Rebel JEM and SPLM-N combatants are a constant presence in Yida, and it’s known that some of them have relatives among the refugees. Although part of Sudan, South Kordofan is home to many pro-South Sudan communities. Protesting their marginalisation, they fought alongside southern rebels in a war that culminated in independence for South Sudan in 2011.
Desperate education needs
Ajuong Thonk has its attractions. It boasts in-camp roads, a primary healthcare centre, three primary schools, a secondary school and a computer lab.
Saddam Tia, 17, walked for more than two days with his 10-year-old cousin, Hassan, to reach South Sudan from their village of Angolo. A Sudanese government airstrike killed his mother, destroyed his school, and he doesn’t know the whereabouts of his father.

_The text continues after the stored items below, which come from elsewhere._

//! Transients persisted as one JSON file per key.

use std::fs;
use std::io;
use std::path::{Path, PathBuf};
use std::time::Duration;

use serde::{Deserialize, Serialize};

use super::{Transients, expiry, is_expired};
use crate::debug;

#[derive(Debug, Serialize, Deserialize)]
struct Entry {
    value: Vec<String>,
    expires: Option<u64>,
}

/// Transients stored under a cache directory (`<dir>/<key>.json`).
#[derive(Debug, Clone)]
pub struct FileTransients {
    dir: PathBuf,
}

impl FileTransients {
    pub fn new(dir: impl Into<PathBuf>) -> Self {
        Self { dir: dir.into() }
    }

    pub fn dir(&self) -> &Path {
        &self.dir
    }

    fn entry_path(&self, key: &str) -> PathBuf {
        let name: String = key
            .chars()
            .map(|c| {
                if c.is_ascii_alphanumeric() || c == '_' || c == '-' {
                    c
                } else {
                    '_'
                }
            })
            .collect();
        self.dir.join(format!("{name}.json"))
    }

    fn write_entry(&self, key: &str, entry: &Entry) -> io::Result<()> {
        fs::create_dir_all(&self.dir)?;
        let json = serde_json::to_string(entry)?;
        fs::write(self.entry_path(key), json)
    }
}

impl Transients for FileTransients {
    fn get(&self, key: &str) -> Option<Vec<String>> {
        let path = self.entry_path(key);
        let content = fs::read_to_string(&path).ok()?;
        let entry: Entry = serde_json::from_str(&content).ok()?;
        if is_expired(entry.expires) {
            let _ = fs::remove_file(&path);
            return None;
        }
        Some(entry.value)
    }

    fn set(&self, key: &str, value: Vec<String>, ttl: Option<Duration>) {
        let entry = Entry {
            value,
            expires: expiry(ttl),
        };
        if let Err(e) = self.write_entry(key, &entry) {
            debug!("cache"; "failed to write transient `{}`: {}", key, e);
        }
    }

    fn delete_prefix(&self, prefix: &str) -> io::Result<usize> {
        let entries = match fs::read_dir(&self.dir) {
            Ok(entries) => entries,
            Err(e) if e.kind() == io::ErrorKind::NotFound => return Ok(0),
            Err(e) => return Err(e),
        };

        let mut removed = 0;
        for entry in entries {
            let path = entry?.path();
            let matches = path.extension().is_some_and(|ext| ext == "json")
                && path
                    .file_stem()
                    .and_then(|s| s.to_str())
                    .is_some_and(|stem| stem.starts_with(prefix));
            if matches {
                fs::remove_file(&path)?;
                removed += 1;
            }
        }
        Ok(removed)
    }
}

#[cfg(test)]
mod tests {
    use super::*;
    use tempfile::TempDir;

    #[test]
    fn test_roundtrip_on_disk() {
        let dir = TempDir::new().unwrap();
        let t = FileTransients::new(dir.path().join("cache"));
        assert!(t.get("defer_styles_1").is_none());

        t.set("defer_styles_1", vec!["theme".into()], Some(Duration::from_secs(60)));
        assert_eq!(t.get("defer_styles_1"), Some(vec!["theme".to_string()]));

        let other = FileTransients::new(dir.path().join("cache"));
        assert_eq!(other.get("defer_styles_1"), Some(vec!["theme".to_string()]));
    }

    #[test]
    fn test_delete_prefix() {
        let dir = TempDir::new().unwrap();
        let t = FileTransients::new(dir.path());
        t.set("defer_styles_a", vec![], None);
        t.set("defer_styles_b", vec![], None);
        t.set("keep", vec![], None);

        assert_eq!(t.delete_prefix("defer_styles_").unwrap(), 2);
        assert!(t.get("defer_styles_a").is_none());
        assert_eq!(t.get("keep"), Some(vec![]));
    }

    #[test]
    fn test_delete_prefix_missing_dir() {
        let dir = TempDir::new().unwrap();
        let t = FileTransients::new(dir.path().join("absent"));
        assert_eq!(t.delete_prefix("x").unwrap(), 0);
    }

    #[test]
    fn test_expired_file_is_removed() {
        let dir = TempDir::new().unwrap();
        let t = FileTransients::new(dir.path());
        t.set("old", vec!["x".into()], Some(Duration::ZERO));
        assert!(t.get("old").is_none());
        assert!(!dir.path().join("old.json").exists());
    }
}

“I just want to continue my education in the refugee camp and become a doctor,” he told IRIN.
See: One surgeon for an entire war
Around 60 percent of Sudanese refugees are minors, looking for an opportunity to complete school in South Sudan. Some 11,000 students receive primary and secondary education in Ajuong Thok, supported by NGOs, the UNHCR and the South Sudanese government.
The irony is that more than half South Sudan’s own children are out of school – the highest rate in the world – largely as a consequence of its own civil war, which broke out in 2013. During the conflict, schools have been destroyed or turned into barracks, with children increasingly conscripted into the ranks of government and rebel forces.
Elizabeth Aldukun travelled for three days from her home village of Amdorein in South Kordofan with six children. “I came to South Sudan because my husband fled to Khartoum and I need to give a better future to my kids,” she told IRIN in Ajuong Thok.
“Wouldn’t it be better if the humanitarian organisations could bring all these services to our original villages [in the north],” she added.
Despite being one of the poorest countries in the world, South Sudan hosts more than 263,000 refugees, mostly from Sudan. neighbouring Central African Republic, the Democratic Republic of the Congo and Ethiopia. The number is expected to reach 300,000 this year.
As a result of South Sudan's conflict, as many as 2.8 million people – nearly 25 percent of the population – are in urgent need of food assistance, the UN warned this week.